Millions of bacteria are inside or on the surface of our bodies at any one time and are necessary for good health because they help us digest foods and keep harmful bacteria at bay. More recently, we have learned that they also modulate the strength of our immune system, which could be important in fighting off cancer.
A team of researchers including Drs. Peter Yu and Stefan Kachala of the Hartford HealthCare Cancer Institute seeks to investigate this further as part of a new study backed by a $2.2 million National Institutes of Health grant. “Modulation of Lung Immune Responses to Viral Infection” is based out of Connecticut’s Jackson Laboratory and headed by Principal Investigator Karolina Palucka, PhD. Drs. Yu and Kachala are sub-investigators.
Dr. Yu, physician-in-chief of the Cancer Institute, said the research will probe the immune system’s response to lung cancer and examine the interactions between the cancer and the patient’s immune system where the tumor is located in the body.
Lung cancer, he said, is one type of cancer that frequently produces molecules that shut down the immune system. A new class of drugs, known collectively as “checkpoint inhibitors,” has transformed the treatment of lung cancer by reactivating the immune system. But in some cases, the cancer “sets up a barrier so the re-energized immune cells can’t get in to help,” he added.
“The tumor and the surrounding normal tissues constitute a microenvironment and we need to understand the interplay between the cancer and its host cells.”
“We want to know what the immune system is doing to fight the lung cancer,” Dr. Yu said. “The immune system is supposed to protect us from internal and external threats, but if the cancer is blocking it, how effective is it?

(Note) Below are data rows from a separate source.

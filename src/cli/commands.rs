//! CLI command definitions and handlers

use clap::Subcommand;
use std::sync::Arc;
use tracing::{info, warn};

use crate::chat::ChatResponder;
use crate::core::client::OpenAiClient;
use crate::core::config::RelayConfig;
use crate::relay::pipeline::RelayPipeline;
use crate::relay::translation::TranslationService;
use crate::telegram::{Poller, TelegramClient, UpdateRouter};

/// Commands for the channel relay
#[derive(Subcommand, Debug)]
pub enum Commands {
    /// Relay posts using long polling (default)
    Run,

    /// Receive updates through a webhook instead of polling
    Server {
        /// Bind address (default: from config, 0.0.0.0)
        #[arg(long)]
        host: Option<String>,

        /// Listen port (default: from config, 8000)
        #[arg(short, long)]
        port: Option<u16>,
    },

    /// Translate a text once, exactly as the relay would
    Translate {
        /// Text to translate
        #[arg(short, long)]
        text: String,

        /// Target language, e.g. English
        #[arg(short, long)]
        lang: String,
    },

    /// Validate the configuration and the bot token
    Check,
}

/// Wire the relay and, when enabled, the chat responder
pub fn build_router(config: Arc<RelayConfig>, telegram: &TelegramClient) -> anyhow::Result<UpdateRouter> {
    let model = Arc::new(OpenAiClient::for_translation(&config.translation)?);
    let publisher = Arc::new(telegram.clone());

    let chat = if config.chat.enabled {
        let chat_model = Arc::new(OpenAiClient::for_chat(&config.translation, &config.chat)?);
        Some(ChatResponder::new(&config.chat, chat_model, publisher.clone()))
    } else {
        None
    };

    let pipeline = RelayPipeline::new(config.clone(), model, publisher);
    Ok(UpdateRouter::new(pipeline, chat, config.relay.source_feed_id))
}

/// Resolves on Ctrl-C
pub async fn shutdown_signal() {
    if let Err(e) = tokio::signal::ctrl_c().await {
        warn!("Failed to listen for Ctrl-C: {}", e);
        std::future::pending::<()>().await;
    }
}

fn log_destinations(config: &RelayConfig) {
    info!("Source channel: {}", config.relay.source_feed_id);
    for destination in config.enabled_destinations() {
        info!("Destination: {}", destination);
    }
    info!("Translation model: {}", config.translation.model);
}

/// Handle run command
pub async fn handle_run(config: RelayConfig) -> anyhow::Result<()> {
    config.validate()?;
    log_destinations(&config);

    let config = Arc::new(config);
    let telegram = TelegramClient::new(&config.telegram)?;
    let router = build_router(config.clone(), &telegram)?;

    telegram.delete_webhook().await?;

    let poller = Poller::new(telegram, router, &config.telegram);
    poller.run_until(shutdown_signal()).await?;

    Ok(())
}

/// Handle server command
pub async fn handle_server(
    mut config: RelayConfig,
    host: Option<String>,
    port: Option<u16>,
) -> anyhow::Result<()> {
    use crate::server::api::run_server;

    if let Some(host) = host {
        config.server.host = host;
    }
    if let Some(port) = port {
        config.server.port = port;
    }

    config.validate()?;
    log_destinations(&config);

    let config = Arc::new(config);
    let telegram = TelegramClient::new(&config.telegram)?;
    let router = build_router(config.clone(), &telegram)?;

    println!(
        "🚀 Webhook server starting on http://{}:{}",
        config.server.host, config.server.port
    );

    run_server(&config.server, &telegram, router, shutdown_signal()).await?;

    Ok(())
}

/// Handle translate command
pub async fn handle_translate(config: RelayConfig, text: String, lang: String) -> anyhow::Result<()> {
    config.validate_translation()?;

    let config = Arc::new(config);
    let model = Arc::new(OpenAiClient::for_translation(&config.translation)?);
    let service = TranslationService::new(model, config);

    let outcome = service.translate(&text, &lang).await;

    if outcome.success {
        println!("✅ {}", outcome.text);
    } else {
        println!("⚠️  Translation failed, the relay would send the original:");
        println!("   {}", outcome.text);
    }

    Ok(())
}

/// Handle check command
pub async fn handle_check(config: RelayConfig) -> anyhow::Result<()> {
    config.validate()?;

    let telegram = TelegramClient::new(&config.telegram)?;
    let me = telegram.get_me().await?;

    println!(
        "✅ Bot: {} (@{})",
        me.first_name,
        me.username.as_deref().unwrap_or("-")
    );
    println!("   Source channel: {}", config.relay.source_feed_id);
    for destination in &config.relay.destinations {
        if destination.is_enabled() {
            println!("   → {}", destination);
        } else {
            println!("   → {} (unset, skipped)", destination.language);
        }
    }
    println!("   Model: {}", config.translation.model);
    println!(
        "   Chat: {}",
        if config.chat.enabled { "enabled" } else { "disabled" }
    );

    Ok(())
}
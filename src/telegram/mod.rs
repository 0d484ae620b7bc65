//! Telegram Bot API: wire types, HTTP client, update routing and long polling

pub mod client;
pub mod poller;
pub mod router;
pub mod types;

pub use client::TelegramClient;
pub use poller::Poller;
pub use router::UpdateRouter;
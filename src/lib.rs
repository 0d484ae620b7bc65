//! Channel Relay - translate-and-relay for Telegram channels
//!
//! Posts arriving on one source channel are translated into the language of
//! each destination channel and republished there. Attachments are copied
//! server-side with a translated caption. A failed translation degrades to
//! the original text; a failed delivery never affects other destinations.

#![forbid(unsafe_code)]

pub mod chat;
pub mod cli;
pub mod core;
pub mod relay;
pub mod server;
pub mod telegram;

// Re-export key types for convenience
pub use crate::core::{
    client::{LanguageModel, OpenAiClient},
    config::RelayConfig,
    errors::{RelayError, Result},
    models::{AttachmentKind, Content, Destination, DispatchResult, Post, RelayReport, TranslationOutcome},
};

pub use crate::relay::{
    dispatcher::{FanoutDispatcher, FeedPublisher},
    gate::SourceGate,
    pipeline::RelayPipeline,
    translation::TranslationService,
};

/// Library version
pub const VERSION: &str = env!("CARGO_PKG_VERSION");

/// Library name
pub const NAME: &str = env!("CARGO_PKG_NAME");
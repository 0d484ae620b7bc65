//! Content classification

use crate::core::models::{Content, Post};

/// Resolve the shape of a post
///
/// Attachments always classify as [`Content::Media`], with an empty caption
/// when the post has none. Without an attachment the post is [`Content::Text`]
/// if it carries non-blank text or caption, otherwise [`Content::Empty`].
pub fn classify(post: &Post) -> Content {
    let payload = post.payload();

    if post.attachment.is_present() {
        return Content::Media {
            kind: post.attachment,
            caption: payload.unwrap_or_default().to_string(),
        };
    }

    match payload {
        Some(text) => Content::Text(text.to_string()),
        None => Content::Empty,
    }
}
//! Translate-and-relay pipeline
//!
//! Posts from the source channel go through [`gate::SourceGate`], are
//! classified once by [`classifier::classify`], translated per destination by
//! [`translation::TranslationService`] and delivered by
//! [`dispatcher::FanoutDispatcher`]. [`pipeline::RelayPipeline`] ties them
//! together.

pub mod classifier;
pub mod dispatcher;
pub mod gate;
pub mod pipeline;
pub mod translation;

#[cfg(test)]
pub(crate) mod testing;
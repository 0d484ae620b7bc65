//! Per-destination delivery

use async_trait::async_trait;
use futures::future::join_all;
use std::sync::Arc;
use tracing::{debug, info, warn};

use crate::core::errors::Result;
use crate::core::models::{
    Content, Destination, DispatchResult, DispatchStatus, Post, TranslationOutcome,
};

/// Outbound side of a feed
#[async_trait]
pub trait FeedPublisher: Send + Sync {
    /// Send a new text message to a feed
    async fn send_text(&self, feed_id: i64, text: &str) -> Result<()>;

    /// Copy an existing message to another feed, replacing its caption when given
    async fn copy_attachment(
        &self,
        source_feed_id: i64,
        message_id: i64,
        dest_feed_id: i64,
        caption: Option<&str>,
    ) -> Result<()>;

    /// Reply to a message in a chat
    async fn reply_text(&self, chat_id: i64, reply_to_message_id: i64, text: &str) -> Result<()>;
}

/// Delivers one post to every destination, each independently of the others
#[derive(Clone)]
pub struct FanoutDispatcher {
    publisher: Arc<dyn FeedPublisher>,
}

impl FanoutDispatcher {
    pub fn new(publisher: Arc<dyn FeedPublisher>) -> Self {
        Self { publisher }
    }

    /// Deliver to all destinations concurrently
    pub async fn dispatch(
        &self,
        post: &Post,
        content: &Content,
        outcomes: &[(Destination, TranslationOutcome)],
    ) -> Vec<DispatchResult> {
        join_all(
            outcomes
                .iter()
                .map(|(destination, outcome)| self.dispatch_one(post, content, destination, outcome)),
        )
        .await
    }

    /// Deliver to one destination; errors are recorded, never returned
    pub async fn dispatch_one(
        &self,
        post: &Post,
        content: &Content,
        destination: &Destination,
        outcome: &TranslationOutcome,
    ) -> DispatchResult {
        let status = if !destination.is_enabled() {
            DispatchStatus::Skipped("destination has no channel id".to_string())
        } else {
            match content {
                Content::Media { .. } => {
                    let caption = pick(outcome.effective_text(), post.caption.as_deref());
                    match self
                        .publisher
                        .copy_attachment(post.feed_id, post.message_id, destination.feed_id, caption)
                        .await
                    {
                        Ok(()) => DispatchStatus::Delivered,
                        Err(e) => DispatchStatus::Failed(e.to_string()),
                    }
                }
                Content::Text(original) => match pick(outcome.effective_text(), Some(original.as_str())) {
                    Some(text) => match self.publisher.send_text(destination.feed_id, text).await {
                        Ok(()) => DispatchStatus::Delivered,
                        Err(e) => DispatchStatus::Failed(e.to_string()),
                    },
                    None => DispatchStatus::Skipped("nothing to send".to_string()),
                },
                Content::Empty => DispatchStatus::Skipped("empty post".to_string()),
            }
        };

        let result = DispatchResult {
            feed_id: destination.feed_id,
            language: destination.language.clone(),
            status,
            translated: destination.is_enabled()
                && outcome.success
                && !outcome.original.trim().is_empty(),
        };
        log_result(post, &result);
        result
    }
}

/// First non-blank candidate
fn pick<'a>(translated: &'a str, original: Option<&'a str>) -> Option<&'a str> {
    Some(translated)
        .filter(|t| !t.trim().is_empty())
        .or_else(|| original.filter(|o| !o.trim().is_empty()))
}

fn log_result(post: &Post, result: &DispatchResult) {
    match &result.status {
        DispatchStatus::Delivered => info!(
            message_id = post.message_id,
            feed_id = result.feed_id,
            language = %result.language,
            translated = result.translated,
            "Relayed post"
        ),
        DispatchStatus::Skipped(reason) => debug!(
            message_id = post.message_id,
            feed_id = result.feed_id,
            language = %result.language,
            "Skipped destination: {}",
            reason
        ),
        DispatchStatus::Failed(error) => warn!(
            message_id = post.message_id,
            feed_id = result.feed_id,
            language = %result.language,
            "Delivery failed: {}",
            error
        ),
    }
}
//! Direct chat with the bot in private messages

use std::sync::Arc;
use tracing::{debug, warn};

use crate::core::client::LanguageModel;
use crate::core::config::ChatConfig;
use crate::core::errors::Result;
use crate::relay::dispatcher::FeedPublisher;

/// Answers private messages: `/start` gets the greeting, other text goes to the model
#[derive(Clone)]
pub struct ChatResponder {
    model: Arc<dyn LanguageModel>,
    publisher: Arc<dyn FeedPublisher>,
    greeting: String,
    error_reply: String,
}

impl ChatResponder {
    pub fn new(
        config: &ChatConfig,
        model: Arc<dyn LanguageModel>,
        publisher: Arc<dyn FeedPublisher>,
    ) -> Self {
        Self {
            model,
            publisher,
            greeting: config.greeting.clone(),
            error_reply: config.error_reply.clone(),
        }
    }

    /// Handle one private text message
    ///
    /// `command` is the bot command at the start of the text, if any. Commands
    /// other than `/start` are ignored.
    pub async fn respond(
        &self,
        chat_id: i64,
        message_id: i64,
        text: &str,
        command: Option<&str>,
    ) -> Result<()> {
        match command {
            Some("start") => {
                return self
                    .publisher
                    .reply_text(chat_id, message_id, &self.greeting)
                    .await;
            }
            Some(other) => {
                debug!(chat_id, "Ignoring command /{}", other);
                return Ok(());
            }
            None => {}
        }

        if text.trim().is_empty() {
            return Ok(());
        }

        let answer = match self.model.complete(None, text).await {
            Ok(answer) if !answer.trim().is_empty() => answer,
            Ok(_) => {
                warn!(chat_id, "Model returned an empty answer");
                self.error_reply.clone()
            }
            Err(e) => {
                warn!(chat_id, "Chat completion failed: {}", e);
                self.error_reply.clone()
            }
        };

        self.publisher.reply_text(chat_id, message_id, &answer).await
    }
}
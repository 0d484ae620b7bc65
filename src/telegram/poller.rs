//! Long-polling event source

use async_trait::async_trait;
use std::future::Future;
use std::time::Duration;
use tracing::{debug, info, warn};

use crate::core::config::TelegramConfig;
use crate::core::errors::{RelayError, Result};
use crate::telegram::client::TelegramClient;
use crate::telegram::router::UpdateRouter;
use crate::telegram::types::Update;

/// Where updates come from
#[async_trait]
pub trait UpdateSource: Send + Sync {
    async fn fetch(&self, offset: Option<i64>, timeout_secs: u64) -> Result<Vec<Update>>;
}

#[async_trait]
impl UpdateSource for TelegramClient {
    async fn fetch(&self, offset: Option<i64>, timeout_secs: u64) -> Result<Vec<Update>> {
        self.get_updates(offset, timeout_secs).await
    }
}

/// Polls for updates and feeds them, in order, to the router
pub struct Poller<S> {
    source: S,
    router: UpdateRouter,
    timeout_secs: u64,
    retry_delay: Duration,
}

impl<S: UpdateSource> Poller<S> {
    pub fn new(source: S, router: UpdateRouter, config: &TelegramConfig) -> Self {
        Self {
            source,
            router,
            timeout_secs: config.poll_timeout_secs,
            retry_delay: Duration::from_millis(config.poll_retry_delay_ms),
        }
    }

    /// Poll until `shutdown` resolves
    ///
    /// A batch that has been fetched is always handled completely before the
    /// shutdown signal is checked again.
    pub async fn run_until<F>(&self, shutdown: F) -> Result<()>
    where
        F: Future<Output = ()>,
    {
        tokio::pin!(shutdown);
        let mut offset: Option<i64> = None;

        info!("Polling for updates");

        loop {
            let retry = tokio::select! {
                _ = &mut shutdown => {
                    info!("Shutting down poller");
                    return Ok(());
                }
                fetched = self.source.fetch(offset, self.timeout_secs) => {
                    match fetched {
                        Ok(updates) => {
                            if !updates.is_empty() {
                                debug!("Received {} updates", updates.len());
                            }
                            offset = next_offset(offset, &updates);
                            for update in &updates {
                                self.router.handle(update).await;
                            }
                            None
                        }
                        Err(e) => {
                            let delay = match &e {
                                RelayError::RateLimitError { retry_after: Some(secs) } => {
                                    Duration::from_secs(*secs)
                                }
                                _ => self.retry_delay,
                            };
                            warn!("Polling failed: {}, retrying in {:?}", e, delay);
                            Some(delay)
                        }
                    }
                }
            };

            // A long rate-limit wait must not hold up shutdown
            if let Some(delay) = retry {
                tokio::select! {
                    _ = &mut shutdown => {
                        info!("Shutting down poller");
                        return Ok(());
                    }
                    _ = tokio::time::sleep(delay) => {}
                }
            }
        }
    }
}

/// Offset that acknowledges every update in the batch
pub fn next_offset(current: Option<i64>, updates: &[Update]) -> Option<i64> {
    updates
        .iter()
        .map(|u| u.update_id + 1)
        .max()
        .max(current)
}

#[cfg(test)]
mod tests {
    use super::*;
    use crate::relay::pipeline::RelayPipeline;
    use crate::relay::testing::{test_config, Delivery, FakeModel, FakePublisher, CHAN_EN, CHAN_TR, SOURCE};
    use std::collections::VecDeque;
    use std::sync::{Arc, Mutex};

    /// Serves scripted batches, then nothing
    struct ScriptedSource {
        batches: Mutex<VecDeque<Result<Vec<Update>>>>,
        offsets: Mutex<Vec<Option<i64>>>,
    }

    impl ScriptedSource {
        fn new(batches: Vec<Result<Vec<Update>>>) -> Self {
            Self {
                batches: Mutex::new(batches.into()),
                offsets: Mutex::new(Vec::new()),
            }
        }
    }

    #[async_trait]
    impl UpdateSource for Arc<ScriptedSource> {
        async fn fetch(&self, offset: Option<i64>, _timeout_secs: u64) -> Result<Vec<Update>> {
            self.offsets.lock().unwrap().push(offset);
            let next = self.batches.lock().unwrap().pop_front();
            match next {
                Some(batch) => batch,
                None => {
                    tokio::time::sleep(Duration::from_millis(5)).await;
                    Ok(Vec::new())
                }
            }
        }
    }

    fn channel_post(update_id: i64, chat_id: i64, message_id: i64, text: &str) -> Update {
        serde_json::from_value(serde_json::json!({
            "update_id": update_id,
            "channel_post": {
                "message_id": message_id,
                "chat": { "id": chat_id, "type": "channel" },
                "text": text
            }
        }))
        .unwrap()
    }

    #[test]
    fn test_next_offset() {
        assert_eq!(next_offset(None, &[]), None);
        assert_eq!(next_offset(Some(7), &[]), Some(7));

        let updates = vec![channel_post(5, SOURCE, 1, "a"), channel_post(9, SOURCE, 2, "b")];
        assert_eq!(next_offset(None, &updates), Some(10));
        assert_eq!(next_offset(Some(3), &updates), Some(10));
    }

    #[tokio::test]
    async fn test_poller_relays_in_order_and_survives_errors() {
        let config = test_config();
        let mut telegram = config.telegram.clone();
        telegram.poll_retry_delay_ms = 5;
        let config = Arc::new(config);

        let model = Arc::new(FakeModel::new());
        let publisher = Arc::new(FakePublisher::new());
        let pipeline = RelayPipeline::new(config.clone(), model, publisher.clone());
        let router = UpdateRouter::new(pipeline, None, SOURCE);

        let source = Arc::new(ScriptedSource::new(vec![
            Ok(vec![
                channel_post(5, SOURCE, 1, "یک"),
                channel_post(6, -1777, 2, "ignored"),
            ]),
            Err(RelayError::NetworkError {
                message: "connection reset".to_string(),
            }),
            Ok(vec![channel_post(7, SOURCE, 3, "دو")]),
        ]));

        let poller = Poller::new(source.clone(), router, &telegram);
        poller
            .run_until(tokio::time::sleep(Duration::from_millis(200)))
            .await
            .unwrap();

        let offsets = source.offsets.lock().unwrap().clone();
        assert_eq!(&offsets[..4], &[None, Some(7), Some(7), Some(8)]);

        let english: Vec<Delivery> = publisher
            .deliveries()
            .into_iter()
            .filter(|d| matches!(d, Delivery::Text { feed_id, .. } if *feed_id == CHAN_EN))
            .collect();
        assert_eq!(
            english,
            vec![
                Delivery::text(CHAN_EN, "echo: یک"),
                Delivery::text(CHAN_EN, "echo: دو"),
            ]
        );
        assert_eq!(publisher.deliveries().len(), 4);
        assert!(publisher
            .deliveries()
            .contains(&Delivery::text(CHAN_TR, "echo: دو")));
    }

    #[tokio::test]
    async fn test_shutdown_interrupts_rate_limit_wait() {
        let config = test_config();
        let pipeline = RelayPipeline::new(
            Arc::new(config.clone()),
            Arc::new(FakeModel::new()),
            Arc::new(FakePublisher::new()),
        );
        let router = UpdateRouter::new(pipeline, None, SOURCE);

        let source = Arc::new(ScriptedSource::new(vec![Err(RelayError::RateLimitError {
            retry_after: Some(600),
        })]));

        let poller = Poller::new(source.clone(), router, &config.telegram);
        let stopped = tokio::time::timeout(
            Duration::from_secs(2),
            poller.run_until(tokio::time::sleep(Duration::from_millis(50))),
        )
        .await;

        assert!(matches!(stopped, Ok(Ok(()))));
        assert_eq!(source.offsets.lock().unwrap().len(), 1);
    }
}
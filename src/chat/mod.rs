//! Direct chat feature, independent of the relay

pub mod responder;

pub use responder::ChatResponder;
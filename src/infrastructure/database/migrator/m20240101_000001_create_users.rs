//! Migration to create users table

use sea_orm_migration::prelude::*;

#[derive(DeriveMigrationName)]
pub struct Migration;

#[async_trait::async_trait]
impl MigrationTrait for Migration {
    async fn up(&self, manager: &SchemaManager) -> Result<(), DbErr> {
        manager
            .create_table(
                Table::create()
                    .table(Users::Table)
                    .if_not_exists()
                    .col(
                        ColumnDef::new(Users::Id)
                            .string_len(36)
                            .not_null()
                            .primary_key(),
                    )
                    .col(ColumnDef::new(Users::Name).string_len(255).not_null())
                    .col(
                        ColumnDef::new(Users::Email)
                            .string_len(255)
                            .not_null()
                            .unique_key(),
                    )
                    .col(ColumnDef::new(Users::Password).string_len(255).not_null())
                    .col(
                        ColumnDef::new(Users::Permissions)
                            .text()
                            .not_null()
                            .default("[]"),
                    )
                    .col(ColumnDef::new(Users::ResetToken).string_len(64).null())
                    .col(
                        ColumnDef::new(Users::ResetTokenExpiry)
                            .timestamp_with_time_zone()
                            .null(),
                    )
                    .col(
                        ColumnDef::new(Users::CreatedAt)
                            .timestamp_with_time_zone()
                            .not_null(),
                    )
                    .col(
                        ColumnDef::new(Users::UpdatedAt)
                            .timestamp_with_time_zone()
                            .not_null(),
                    )
                    .to_owned(),
            )
            .await?;

        manager
            .create_index(
                Index::create()
                    .name("idx_users_reset_token")
                    .table(Users::Table)
                    .col(Users::ResetToken)
                    .to_owned(),
            )
            .await
    }

    async fn down(&self, manager: &SchemaManager) -> Result<(), DbErr> {
        manager
            .drop_table(Table::drop().table(Users::Table).to_owned())
            .await
    }
}

#[derive(Iden)]
enum Users {
    Table,
    Id,
    Name,
    Email,
    Password,
    Permissions,
    ResetToken,
    ResetTokenExpiry,
    CreatedAt,
    UpdatedAt,
}
//! Cart item entity for database

use chrono::{DateTime, Utc};
use sea_orm::entity::prelude::*;

/// One row per (user, item); `quantity` is at least 1.
#[derive(Clone, Debug, PartialEq, Eq, DeriveEntityModel)]
#[sea_orm(table_name = "cart_items")]
pub struct Model {
    #[sea_orm(primary_key, auto_increment = false)]
    pub id: String,
    pub user_id: String,
    pub item_id: String,
    pub quantity: i32,
    pub created_at: DateTime<Utc>,
}

#[derive(Copy, Clone, Debug, EnumIter, DeriveRelation)]
pub enum Relation {
    #[sea_orm(
        belongs_to = "super::user::Entity",
        from = "Column::UserId",
        to = "super::user::Column::Id"
    )]
    User,
    #[sea_orm(
        belongs_to = "super::item::Entity",
        from = "Column::ItemId",
        to = "super::item::Column::Id"
    )]
    Item,
}

impl Related<super::user::Entity> for Entity {
    fn to() -> RelationDef {
        Relation::User.def()
    }
}

impl Related<super::item::Entity> for Entity {
    fn to() -> RelationDef {
        Relation::Item.def()
    }
}

impl ActiveModelBehavior for ActiveModel {}
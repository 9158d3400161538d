use async_trait::async_trait;

use crate::domain::DomainResult;

#[derive(Debug, Clone, PartialEq, Eq)]
pub struct MailMessage {
    pub from: String,
    pub to: String,
    pub subject: String,
    pub html: String,
}

#[async_trait]
pub trait Mailer: Send + Sync {
    async fn send_mail(&self, message: MailMessage) -> DomainResult<()>;
}
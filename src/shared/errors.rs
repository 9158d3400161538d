use std::fmt::Display;

use thiserror::Error;

/// Failures surfaced by the storefront operations.
///
/// Every variant maps to a stable GraphQL error code via [`DomainError::code`].
#[derive(Debug, Error)]
pub enum DomainError {
    #[error("You must be logged in to do that!")]
    Unauthenticated,

    #[error("Forbidden: {0}")]
    Forbidden(String),

    #[error("Not found: {entity} with {field}={value}")]
    NotFound {
        entity: &'static str,
        field: &'static str,
        value: String,
    },

    #[error("Invalid password!")]
    InvalidCredential,

    #[error("Your passwords don't match!")]
    PasswordMismatch,

    #[error("This token is either invalid or expired!")]
    InvalidOrExpiredToken,

    #[error("Validation: {0}")]
    Validation(String),

    #[error("Already exists: {0}")]
    Conflict(String),

    #[error("{service} failure: {message}")]
    Upstream {
        service: &'static str,
        message: String,
    },
}

impl DomainError {
    pub fn not_found(entity: &'static str, field: &'static str, value: impl Into<String>) -> Self {
        Self::NotFound {
            entity,
            field,
            value: value.into(),
        }
    }

    pub fn upstream(service: &'static str, err: impl Display) -> Self {
        Self::Upstream {
            service,
            message: err.to_string(),
        }
    }

    /// Stable machine-readable code exposed in GraphQL error extensions.
    pub fn code(&self) -> &'static str {
        match self {
            Self::Unauthenticated => "UNAUTHENTICATED",
            Self::Forbidden(_) => "FORBIDDEN",
            Self::NotFound { .. } => "NOT_FOUND",
            Self::InvalidCredential => "INVALID_CREDENTIAL",
            Self::PasswordMismatch => "PASSWORD_MISMATCH",
            Self::InvalidOrExpiredToken => "INVALID_OR_EXPIRED_TOKEN",
            Self::Validation(_) => "BAD_USER_INPUT",
            Self::Conflict(_) => "CONFLICT",
            Self::Upstream { .. } => "UPSTREAM_FAILURE",
        }
    }

    /// Whether this error is likely transient (e.g. DB connection lost)
    /// and the operation may succeed if retried.
    pub fn is_transient(&self) -> bool {
        matches!(self, Self::Upstream { service: "database", .. })
    }
}

/// Result type for domain operations
pub type DomainResult<T> = Result<T, DomainError>;

#[cfg(test)]
mod tests {
    use super::*;

    #[test]
    fn codes_are_stable() {
        assert_eq!(DomainError::Unauthenticated.code(), "UNAUTHENTICATED");
        assert_eq!(DomainError::PasswordMismatch.code(), "PASSWORD_MISMATCH");
        assert_eq!(
            DomainError::not_found("Item", "id", "42").code(),
            "NOT_FOUND"
        );
    }

    #[test]
    fn only_database_failures_are_transient() {
        assert!(DomainError::upstream("database", "connection reset").is_transient());
        assert!(!DomainError::upstream("payment", "card declined").is_transient());
        assert!(!DomainError::Forbidden("nope".into()).is_transient());
    }

    #[test]
    fn not_found_message_names_the_lookup() {
        let err = DomainError::not_found("CartItem", "id", "abc");
        assert_eq!(err.to_string(), "Not found: CartItem with id=abc");
    }
}
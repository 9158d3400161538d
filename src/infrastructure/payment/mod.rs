//! Payment processor clients

pub mod stripe;

pub use stripe::{StripeConfig, StripeGateway};
//! Health check handler

use std::sync::Arc;
use std::time::Instant;

use axum::{extract::State, http::StatusCode, Json};
use sea_orm::{ConnectionTrait, DatabaseConnection, Statement};
use serde::Serialize;

#[derive(Clone)]
pub struct HealthState {
    /// `None` when running on the in-memory store.
    pub db: Option<DatabaseConnection>,
    pub started_at: Arc<Instant>,
}

#[derive(Debug, Serialize)]
pub struct HealthResponse {
    pub status: &'static str,
    pub version: &'static str,
    pub uptime_seconds: u64,
    pub database: ComponentHealth,
}

#[derive(Debug, Serialize)]
pub struct ComponentHealth {
    pub status: &'static str,
    pub latency_ms: Option<u64>,
}

/// `GET /health`: liveness plus a database ping.
pub async fn health_check(State(state): State<HealthState>) -> (StatusCode, Json<HealthResponse>) {
    let database = match &state.db {
        None => ComponentHealth {
            status: "in-memory",
            latency_ms: None,
        },
        Some(db) => {
            let start = Instant::now();
            match db
                .execute(Statement::from_string(
                    db.get_database_backend(),
                    "SELECT 1".to_string(),
                ))
                .await
            {
                Ok(_) => ComponentHealth {
                    status: "ok",
                    latency_ms: Some(start.elapsed().as_millis() as u64),
                },
                Err(e) => {
                    tracing::warn!(error = %e, "Database ping failed");
                    ComponentHealth {
                        status: "error",
                        latency_ms: None,
                    }
                }
            }
        }
    };

    let (status, http_status) = if database.status == "error" {
        ("degraded", StatusCode::SERVICE_UNAVAILABLE)
    } else {
        ("ok", StatusCode::OK)
    };

    (
        http_status,
        Json(HealthResponse {
            status,
            version: env!("CARGO_PKG_VERSION"),
            uptime_seconds: state.started_at.elapsed().as_secs(),
            database,
        }),
    )
}
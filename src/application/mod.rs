//! Application layer - use-case orchestration
//!
//! Services here sit between the GraphQL resolvers and the domain
//! repositories / outbound ports. Resolvers stay thin and delegate.

pub mod authorization;
pub mod cart;
pub mod catalog;
pub mod checkout;
pub mod context;
pub mod identity;
pub mod message;

#[cfg(test)]
pub(crate) mod testing;

pub use authorization::{has_permission, owner_or_permitted, require_user};
pub use cart::CartService;
pub use catalog::{CatalogService, CreateItemInput};
pub use checkout::{CheckoutService, CheckoutSettings};
pub use context::RequestContext;
pub use identity::{AccountService, AccountSettings, Session, SignupInput};
pub use message::Message;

And what else can be done? What role, if any, do the bacteria that inhabit our bodies play in this?
The study is based on two ideas:
- The human microbiome – the name given to the colony of bacteria living in each body – has an important role in the fight against cancer that must be better understood.
- There is potential to harness understanding of the microbiome’s role to identify ways to boost immunity against cancer. That could include developing a medication that replicates the bacteria’s benefit or learning how diet might result in a human microbiome that is better for health.
“We know that not all bacteria is bad. We need to investigate the effect of the human microbiome in a patient with lung cancer – on the strength of the immune system to fight the cancer,” Dr. Yu said.
The Cancer Institute team will recruit 100 patients newly diagnosed with lung cancer to participate in the study. When Dr. Kachala, a surgeon, removes the cancerous portion of the patient’s lung, a piece will be sent to Dr. Palucka’s lab where researchers will isolate the immune cells. The tissue will be exposed to viruses in the lab to gauge the reaction of the immune system. At the same time, samples of the bacteria livening inside the mouth will be collected to study the microbiome.
“They will note how robust the reaction is – whether it’s strong or has been shut down, which can happen with cancer,” Dr. Yu said, referring to the work performed by U.S and Japanese investigators who were awarded the 2018 Nobel Prize in Medicine.
“This is the real science that can lead to a better understanding of the role diet and nutrition plays in a healthy immune system that can fight off cancer and other diseases. Dr. Yu said.